Several things can help in situations such as the one described here. Health care professionals should make a conscious effort to encourage parents to continue to be the primary caregiver for their child. Parents should be consulted about the best way to make the child comfortable for procedures and treatments. They also should be given the opportunity to have a specific role in preparing the child for procedures and in supporting the child during and after these procedures. It helps a great deal when the hospital staff is honest with parents about what the child is going to experience and gives them some choices about how they can be involved. It is especially important to avoid unintentionally splitting the child and parent. Attempting to make friends with the child when the parent is not around is likely to make the parent more upset and may make the child feel guilty as well.
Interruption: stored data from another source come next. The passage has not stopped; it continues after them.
use anyhow::Result;
use chrono::{TimeDelta, Utc};
use colored::Colorize;

use crate::api::Api;

pub async fn handle(api: &Api, days: Option<u32>) -> Result<()> {
    let mut executions = match api.fetch_executions().await {
        Ok(executions) => executions,
        Err(err) => {
            println!("{} could not load your history: {err:#}", "error:".red().bold());
            return Ok(());
        }
    };

    // Newest first; undated rows sink to the bottom.
    executions.sort_by_key(|e| std::cmp::Reverse(e.executed_at));
    if let Some(days) = days {
        let cutoff = Utc::now() - TimeDelta::days(days as i64);
        executions.retain(|e| e.executed_at.is_some_and(|ts| ts >= cutoff));
    }

    if executions.is_empty() {
        println!("{} no executions in the selected period", "note:".yellow().bold());
        return Ok(());
    }

    println!("{}", "Executions:".cyan().bold());
    for exec in &executions {
        let name = exec
            .session_name
            .clone()
            .unwrap_or_else(|| format!("Sessao {}", exec.session_id));
        let date = exec
            .executed_at
            .map(|ts| ts.format("%Y-%m-%d").to_string())
            .unwrap_or_else(|| "-".to_string());
        let rpe = exec
            .rpe
            .map(|r| r.to_string())
            .unwrap_or_else(|| "-".to_string());

        println!(
            "  {} {} {}  RPE {}{}",
            date.dimmed(),
            name.bold(),
            exec.status.as_deref().unwrap_or("").dimmed(),
            rpe,
            exec.comment
                .as_deref()
                .filter(|c| !c.trim().is_empty())
                .map(|c| format!("  - {c}"))
                .unwrap_or_default()
        );
    }

    Ok(())
}
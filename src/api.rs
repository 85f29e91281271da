use anyhow::{Context, Result, bail};
use reqwest::{Client, RequestBuilder};
use serde::de::DeserializeOwned;

use crate::models::{ExecutionCreate, ExecutionRecord, LastPerformance, TrainingSession};

/// Thin client over the coaching backend. All persistence and business rules
/// live server-side; this only moves JSON.
pub struct Api {
    client: Client,
    base_url: String,
    token: Option<String>,
}

impl Api {
    pub fn new(base_url: &str, token: Option<String>) -> Self {
        Self {
            client: Client::new(),
            base_url: base_url.trim_end_matches('/').to_string(),
            token,
        }
    }

    fn authorize(&self, req: RequestBuilder) -> RequestBuilder {
        match &self.token {
            Some(token) => req.bearer_auth(token),
            None => req,
        }
    }

    async fn get_json<T: DeserializeOwned>(&self, path: &str) -> Result<T> {
        let url = format!("{}{}", self.base_url, path);
        let res = self
            .authorize(self.client.get(&url))
            .send()
            .await
            .with_context(|| format!("Request to {url} failed"))?;

        let status = res.status();
        if !status.is_success() {
            let body = res.text().await.unwrap_or_default();
            bail!("GET {path} returned {status}: {body}");
        }
        res.json().await.with_context(|| format!("Invalid response body from {path}"))
    }

    /// Training sessions assigned to the authenticated student.
    pub async fn fetch_agenda(&self) -> Result<Vec<TrainingSession>> {
        self.get_json("/planos/aluno/agenda").await
    }

    /// Most recent recorded performance per exercise.
    pub async fn fetch_last_performed(&self) -> Result<Vec<LastPerformance>> {
        self.get_json("/execucoes/minhas/ultimos_exercicios").await
    }

    /// The student's execution history, for display only.
    pub async fn fetch_executions(&self) -> Result<Vec<ExecutionRecord>> {
        self.get_json("/execucoes/minhas").await
    }

    /// Record a finished session. Single-shot write, no retry; the caller
    /// decides how to surface a failure.
    pub async fn submit_execution(&self, payload: &ExecutionCreate) -> Result<()> {
        let url = format!("{}/execucoes", self.base_url);
        let res = self
            .authorize(self.client.post(&url))
            .json(payload)
            .send()
            .await
            .with_context(|| format!("Request to {url} failed"))?;

        let status = res.status();
        if !status.is_success() {
            let body = res.text().await.unwrap_or_default();
            bail!("POST /execucoes returned {status}: {body}");
        }
        Ok(())
    }
}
When conflicts do arise, it is important to recognize that both parties contribute. The physician needs to consider the reasons behind the parent's complaints and whether his or her own personal sensitivities or behaviors may be exacerbating the situation. Communication is critical. Usually the situation should be openly discussed—but not in front of the child—acknowledging that the health care team may have contributed to the conflict. Making a genuine effort to listen to the parent's concerns and taking action to address these concerns is a good first step. Sometimes it helps to refocus the attention on the child's needs.

Health care professionals should recognize that changes in nursing or resident staff are difficult for families. Both children and their families often feel a loss when staff members whom they like and trust leave and they need time to get used to new people who may have different ways of doing things. This is especially difficult in stressful times and in unfamiliar environments.

Finally, the attending physician and other members of the health care team should have recognized the intern's distress and provided support and constructive suggestions before the situation became so severe that the intern felt there was no recourse but to request to be removed from the child's health care team.